Sun's Glory vs Skimming Stone in Real Spaces
4 real rooms side by side. Seeing Sun's Glory and Skimming Stone in actual rooms makes the difference concrete; browse the spaces below to get a feel for how each color lives on a wall.
Living Room
In a living room, color works across both daylight and evening light — the same wall can read very differently at noon and at 8pm. The brightness difference is modest but present — Sun's Glory gives the walls a little more lift.
Bedroom
The context that matters most in a bedroom is how a color reads under a bedside lamp at night, not under noon daylight. Sun's Glory reads slightly lighter here — a subtle but real difference in how open the space feels.
Kitchen
In a kitchen, colors are seen under bright task lighting that amplifies undertones — what reads neutral elsewhere can show its hand here. Sun's Glory reads slightly lighter here — a subtle but real difference in how open the space feels.
Bathroom
Bathrooms are one of the few spaces where you're genuinely enclosed by the paint color, which makes the choice between these two more consequential. Sun's Glory reads slightly lighter here — a subtle but real difference in how open the space feels.
Color Details
Sun's Glory vs Skimming Stone Simulated Comparison
5 simulated room previews — drag the slider on each to see Sun's Glory on one side and Skimming Stone on the other.

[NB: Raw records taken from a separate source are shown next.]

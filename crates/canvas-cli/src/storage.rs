use std::{path::PathBuf, sync::Arc};

use crate::config::Config;
use canvas_core::storage::ReadPolicy;
use canvas_log::EncryptedSensorLog;
use canvas_registry::{EncryptedModelRegistry, RegistryOptions};
use canvas_storage::{
    envelope::EnvelopeCodec,
    key_provider::{CachedKeyProvider, KeyProvider, KeyringProvider},
};
use color_eyre::Result;
use dirs::data_dir;
use tokio::sync::OnceCell;
use tracing::debug;

/// Directory (under the data root) holding the sensor log.
pub const SENSOR_DIR: &str = "CanvasData";
/// Directory (under the data root) holding the model registry.
pub const MODELS_DIR: &str = "CanvasModels";

pub type ProductionKeys = CachedKeyProvider<KeyringProvider>;

/// The process-wide store instances, shared by handle.
///
/// Each store is opened on first use, so a damaged registry never keeps the
/// sensor log from working and vice versa.
pub struct Services<P: KeyProvider> {
    pub codec: Arc<EnvelopeCodec<P>>,
    pub min_training_points: usize,
    root: PathBuf,
    policy: ReadPolicy,
    extension: String,
    sensors: OnceCell<Arc<EncryptedSensorLog<P>>>,
    models: OnceCell<Arc<EncryptedModelRegistry<P>>>,
}

impl<P: KeyProvider> Services<P> {
    pub async fn sensors(&self) -> Result<Arc<EncryptedSensorLog<P>>> {
        let log = self
            .sensors
            .get_or_try_init(|| async {
                let log = EncryptedSensorLog::new(self.root.join(SENSOR_DIR), self.codec.clone())
                    .with_policy(self.policy);
                let swept = log.recover()?;
                if swept > 0 {
                    debug!(swept, "removed interrupted sensor log writes");
                }
                Ok::<_, color_eyre::Report>(Arc::new(log))
            })
            .await?;
        Ok(log.clone())
    }

    pub async fn models(&self) -> Result<Arc<EncryptedModelRegistry<P>>> {
        let registry = self
            .models
            .get_or_try_init(|| async {
                let registry = EncryptedModelRegistry::open_with(
                    self.root.join(MODELS_DIR),
                    self.codec.clone(),
                    RegistryOptions {
                        extension: self.extension.clone(),
                        policy: self.policy,
                    },
                )?;
                Ok::<_, color_eyre::Report>(Arc::new(registry))
            })
            .await?;
        Ok(registry.clone())
    }
}

/// Resolve the default data directory for Canvas.
pub fn default_data_dir() -> Result<PathBuf> {
    let base = data_dir().ok_or_else(|| color_eyre::eyre::eyre!("no data dir available"))?;
    Ok(base.join("canvas"))
}

/// Build services backed by the OS keychain, honoring config overrides.
pub fn services_from_config(config: &Config) -> Result<Services<ProductionKeys>> {
    let root = match &config.data_dir {
        Some(root) => root.clone(),
        None => default_data_dir()?,
    };
    debug!(?root, "using data root");
    let keys = CachedKeyProvider::new(KeyringProvider::new(
        config.keyring_service(),
        config.keyring_account(),
    ));
    Ok(build_services(root, keys, config))
}

pub fn build_services<P: KeyProvider>(root: PathBuf, keys: P, config: &Config) -> Services<P> {
    Services {
        codec: Arc::new(EnvelopeCodec::new(keys)),
        min_training_points: config.min_training_points(),
        root,
        policy: config.read_policy(),
        extension: config.model_extension().to_string(),
        sensors: OnceCell::new(),
        models: OnceCell::new(),
    }
}

/// Helper for tests to construct services rooted at a temp dir with an in-memory key.
#[cfg(test)]
pub fn test_services(
    root: impl Into<PathBuf>,
) -> Services<canvas_storage::key_provider::InMemoryKeyProvider> {
    build_services(
        root.into(),
        canvas_storage::key_provider::InMemoryKeyProvider::default(),
        &Config::default(),
    )
}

Digital color is approximate. These simulations are generated from the manufacturer's hex values and overlaid on grayscale room photos — your screen's calibration, brightness, and viewing angle all affect how they render. Before committing to either color, test physical samples in your own space under the light you actually live with.
More Sun's Glory comparisons
See how Sun's Glory stacks up against other well-photographed colors across different brands and tones.